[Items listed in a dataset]
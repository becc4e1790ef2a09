//! # gpt-ai-translator
//!
//! 翻译机器人核心：多层用户设定缓存、语言设定对话与 AI 翻译客户端。
//!
//! Core of a chat translation bot: per-user language preferences held in a
//! multi-tier cache, the text-command settings dialog, and a thin client for
//! translation, speech synthesis and transcription.
//!
//! ## Overview
//!
//! The centre of the crate is [`cache::MultiTierCache`]: a bounded in-process
//! LRU tier in front of an optional Redis-over-REST tier. Reads go through
//! (local miss -> remote -> backfill), writes go to both tiers, and a remote
//! failure is always reported as [`Error::RemoteUnavailable`], never as a
//! missing key.
//!
//! ## Quick Start
//!
//! ```rust,no_run
//! use gpt_ai_translator::{AppContext, Reply};
//!
//! #[tokio::main]
//! async fn main() -> gpt_ai_translator::Result<()> {
//!     let ctx = AppContext::from_env()?;
//!     match ctx.dialog.handle_text("U123", "/setting").await? {
//!         Reply::Menu { prompt, options } => println!("{} ({} options)", prompt, options.len()),
//!         other => println!("{:?}", other),
//!     }
//!     Ok(())
//! }
//! ```
//!
//! ## Module Organization
//!
//! | Module | Description |
//! |--------|-------------|
//! | [`cache`] | Local LRU tier, remote tiers and the multi-tier orchestrator |
//! | [`config`] | Environment readers and application settings |
//! | [`settings`] | Per-user language preferences on top of the cache |
//! | [`dialog`] | Text-command parsing and the settings conversation |
//! | [`language`] | Supported languages |
//! | [`translator`] | Translation / TTS / STT HTTP client |
//! | [`app`] | Startup wiring ([`AppContext`]) |

pub mod app;
pub mod cache;
pub mod config;
pub mod dialog;
pub mod language;
pub mod settings;
pub mod translator;

// Re-export main types for convenience
pub use app::AppContext;
pub use cache::{CacheConfig, CacheSettings, MultiTierCache};
pub use dialog::{Command, Reply, SettingsDialog};
pub use settings::{LanguagePreferences, UserSettingsManager};
pub use translator::TranslatorClient;

/// Result type alias for the library
pub type Result<T> = std::result::Result<T, Error>;

/// Error type for the library
pub mod error;
pub use error::{Error, ErrorContext};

## PROMPT
Your reply is to repeat, unchanged, the lines above running from the one with "synthesis and transcription." up to and including the one with "application settings |".

## RESPONSE AREA
//! translation, speech synthesis and transcription.
//!
//! ## Overview
//!
//! The centre of the crate is [`cache::MultiTierCache`]: a bounded in-process
//! LRU tier in front of an optional Redis-over-REST tier. Reads go through
//! (local miss -> remote -> backfill), writes go to both tiers, and a remote
//! failure is always reported as [`Error::RemoteUnavailable`], never as a
//! missing key.
//!
//! ## Quick Start
//!
//! ```rust,no_run
//! use gpt_ai_translator::{AppContext, Reply};
//!
//! #[tokio::main]
//! async fn main() -> gpt_ai_translator::Result<()> {
//!     let ctx = AppContext::from_env()?;
//!     match ctx.dialog.handle_text("U123", "/setting").await? {
//!         Reply::Menu { prompt, options } => println!("{} ({} options)", prompt, options.len()),
//!         other => println!("{:?}", other),
//!     }
//!     Ok(())
//! }
//! ```
//!
//! ## Module Organization
//!
//! | Module | Description |
//! |--------|-------------|
//! | [`cache`] | Local LRU tier, remote tiers and the multi-tier orchestrator |
//! | [`config`] | Environment readers and application settings |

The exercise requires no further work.